David Basin: This kind of key would suffice to establish secure communication. After shaking phones with someone, I still know in future—even when the other person isn’t present—with whom I’m communicating. But we could apply the same principle to authenticate objects in the physical world, too. For instance, a bank could sign letters to clients by affixing a code, similar to a seal. The recipient can then use an app to decrypt the code and verify the identity of the sender.
Wouldn’t this key be digitally stored and still at risk of theft?
Peter Müller: When, for instance, the IT system of a bank is hacked, information such as keys can be stolen, but the obstacles to hacking are much higher than forging a letter. It would also be possible to store the key offline—for instance on a smart card—which would make it very difficult to hack.
Why is such a large project necessary for these new security measures?
David Basin: Our task is nothing less than redesigning today’s public key infrastructure—because the entire system for issuing, distributing and verifying digital certificates is vulnerable to attack. A great deal needs to be done if internet-based communication is to be made truly secure.
Peter Müller: First of all, we want to technically implement our principles of trust in a newly developed infrastructure. We need solutions for administering keys—and for revoking them when necessary. Then we need to develop actual applications for secure email correspondence with banks, the distribution of voting documents and other transactions. But it’s only after achieving these two major steps that things will really get going. In practice, technical systems don’t always work, usually due to technical or human failure, and we want to exclude both types of error. Technical errors can be prevented to a great extent using mathematical methods that can help to guarantee that technologies and their applications in software really do have the desired attributes.
And how do you plan to exclude human error?
Peter Müller: That’s what Matthew Smith, our partner at the University of Bonn, is working on. He’s researching the security of the human interface using methods from behavioural science and by conducting experiments. In one experiment he gave programmers a task and observed their approach to solving it—and thus identified potential gateways for hackers. But it isn’t just software developers who can inadvertently or deliberately compromise a system: system administrators and end users are also susceptible to error. When designing security architecture, every form of human error needs to be minimised by taking into account the behaviour of programmers, administrators and users right from the outset.
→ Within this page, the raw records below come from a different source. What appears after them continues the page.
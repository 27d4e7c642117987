//! Extractor lookup table
//!
//! Extractors are built from retailer profiles by their `kind`. New kinds are
//! added by registering a factory; nothing else in the engine changes.

use crate::config::{Config, RetailerConfig};
use crate::extractor::fetcher::build_http_client;
use crate::extractor::{ExtractError, Extractor, SitemapExtractor};
use crate::HarvestError;
use std::collections::HashMap;
use std::sync::Arc;

/// Builds an extractor for one retailer profile
pub type ExtractorFactory =
    fn(&RetailerConfig, &Config) -> Result<Arc<dyn Extractor>, ExtractError>;

fn build_sitemap(retailer: &RetailerConfig, config: &Config) -> Result<Arc<dyn Extractor>, ExtractError> {
    let client = build_http_client(&config.harvest, None).map_err(|source| ExtractError::Http {
        url: retailer.root_url.clone(),
        source,
    })?;
    Ok(Arc::new(SitemapExtractor::new(retailer, client)?))
}

/// Maps retailer names to their extractors
pub struct ExtractorRegistry {
    factories: HashMap<&'static str, ExtractorFactory>,
    extractors: HashMap<String, Arc<dyn Extractor>>,
}

impl Default for ExtractorRegistry {
    fn default() -> Self {
        Self::new()
    }
}

impl ExtractorRegistry {
    /// Creates a registry knowing the built-in kinds and no retailers
    pub fn new() -> Self {
        let mut factories: HashMap<&'static str, ExtractorFactory> = HashMap::new();
        factories.insert("sitemap", build_sitemap);

        Self {
            factories,
            extractors: HashMap::new(),
        }
    }

    /// Builds a registry with one extractor per configured retailer
    pub fn from_config(config: &Config) -> Result<Self, ExtractError> {
        let mut registry = Self::new();
        for retailer in &config.retailers {
            registry.build(retailer, config)?;
        }
        Ok(registry)
    }

    /// Adds or replaces the factory for a kind
    pub fn register_kind(&mut self, kind: &'static str, factory: ExtractorFactory) {
        self.factories.insert(kind, factory);
    }

    /// Builds and registers the extractor for one retailer profile
    pub fn build(&mut self, retailer: &RetailerConfig, config: &Config) -> Result<(), ExtractError> {
        let factory = self
            .factories
            .get(retailer.kind.as_str())
            .ok_or_else(|| ExtractError::UnknownKind(retailer.kind.clone()))?;

        let extractor = factory(retailer, config)?;
        tracing::debug!(
            "Registered {} extractor for {}",
            retailer.kind,
            retailer.name
        );
        self.extractors.insert(retailer.name.clone(), extractor);
        Ok(())
    }

    /// Registers a ready-made extractor under its own retailer name
    pub fn insert(&mut self, extractor: Arc<dyn Extractor>) {
        self.extractors
            .insert(extractor.retailer().to_string(), extractor);
    }

    /// Looks up the extractor for a retailer
    pub fn get(&self, retailer: &str) -> Result<Arc<dyn Extractor>, HarvestError> {
        self.extractors
            .get(retailer)
            .cloned()
            .ok_or_else(|| HarvestError::UnknownRetailer(retailer.to_string()))
    }

    /// Registered retailer names, sorted
    pub fn retailers(&self) -> Vec<String> {
        let mut names: Vec<String> = self.extractors.keys().cloned().collect();
        names.sort();
        names
    }

    /// Calls [`Extractor::release`] on every registered extractor
    pub async fn release_all(&self) {
        for (name, extractor) in &self.extractors {
            tracing::debug!("Releasing extractor for {}", name);
            extractor.release().await;
        }
    }
}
Are you aiming to replace today’s entire system of certificate and authentication authorities?
David Basin: We want to offer better alternatives and develop prototypes for commercial applications in technology firms. Whether the world wants to use these to replace the current infrastructure remains to be seen. First we want to develop advanced prototypes that prove it’s possible to make the digital world more secure. But in principle, the old and new systems should be able to coexist.
These cybersecurity problems have existed for a long time. Why are the solutions only coming now?
Peter Müller: There are five central IT topics in this project that have been developing since the 1970s and that have just now advanced far enough—thanks in part to our own research—that authentication issues can be solved. Five years ago, that would have been impossible.